I declined to review paper #1. In the cases #2 and #3 I discussed the editor/chair about my connection to the authors, and since I have not collaborated with those people directly, was asked to review anyway.

Why do I blog this?

It is an open secret that anonymity has problems in prototype studies. If you had to review a paper on Momentum, the first thing you would do is to check how the paper connects to earlier papers by people like myself. By the time you have figured that out you know if the text is written by insiders with a direct access to the prototype data.

Is this pretence of belief in double-blindness functional? We should think more about how to conduct peer reviews in a field where authors can be identified more often than not. This problem probably runs through the entire HCI community.
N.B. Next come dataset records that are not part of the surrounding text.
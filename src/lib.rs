// SPDX-License-Identifier: MIT

//! Resumable workflow execution for travel planning
//!
//! `wdk` holds the contracts nodes and tools implement; `wayfarer` holds the
//! graph compiler, execution engine, checkpoint stores and the travel domain.

pub mod wayfarer;
pub mod wdk;
// SPDX-License-Identifier: MIT

//! Node executor contract

use crate::wayfarer::workflow::state::{StateUpdate, WorkflowState};
use async_trait::async_trait;
use std::error::Error;
use std::sync::Arc;

/// Result of a single node execution
pub type NodeResult = Result<StateUpdate, Box<dyn Error + Send + Sync>>;

/// Trait for the computation behind a graph node.
///
/// Executors see the session state read-only and hand back a partial update.
/// The engine owns merging, persistence and the control counters.
#[async_trait]
pub trait NodeExecutor: Send + Sync {
    /// Registry name of this executor
    fn name(&self) -> &str;

    /// Compute a partial update from the current state
    async fn execute(&self, state: &WorkflowState) -> NodeResult;
}

/// Executor backed by a plain function
pub struct FnExecutor<F> {
    name: String,
    func: F,
}

impl<F> FnExecutor<F>
where
    F: Fn(&WorkflowState) -> NodeResult + Send + Sync,
{
    pub fn new(name: impl Into<String>, func: F) -> Self {
        Self {
            name: name.into(),
            func,
        }
    }
}

#[async_trait]
impl<F> NodeExecutor for FnExecutor<F>
where
    F: Fn(&WorkflowState) -> NodeResult + Send + Sync,
{
    fn name(&self) -> &str {
        &self.name
    }

    async fn execute(&self, state: &WorkflowState) -> NodeResult {
        (self.func)(state)
    }
}

/// Wrap a function as a shareable executor
pub fn executor_fn<F>(name: impl Into<String>, func: F) -> Arc<dyn NodeExecutor>
where
    F: Fn(&WorkflowState) -> NodeResult + Send + Sync + 'static,
{
    Arc::new(FnExecutor::new(name, func))
}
Someone should also write a guide on good anonymization practices. I’ve seen it all: People simply deleting author references from reference lists, leaving a giant holes in alphabetical lists. People highlighting anonymous text with black in Acrobat in an easily undoable manner. People leaving comments in the papers with their names in them. Photographs with authors shown. Author names in document information. Acknowledgements left visible. Giveaway references to “my earlier Momentum research [anon]”.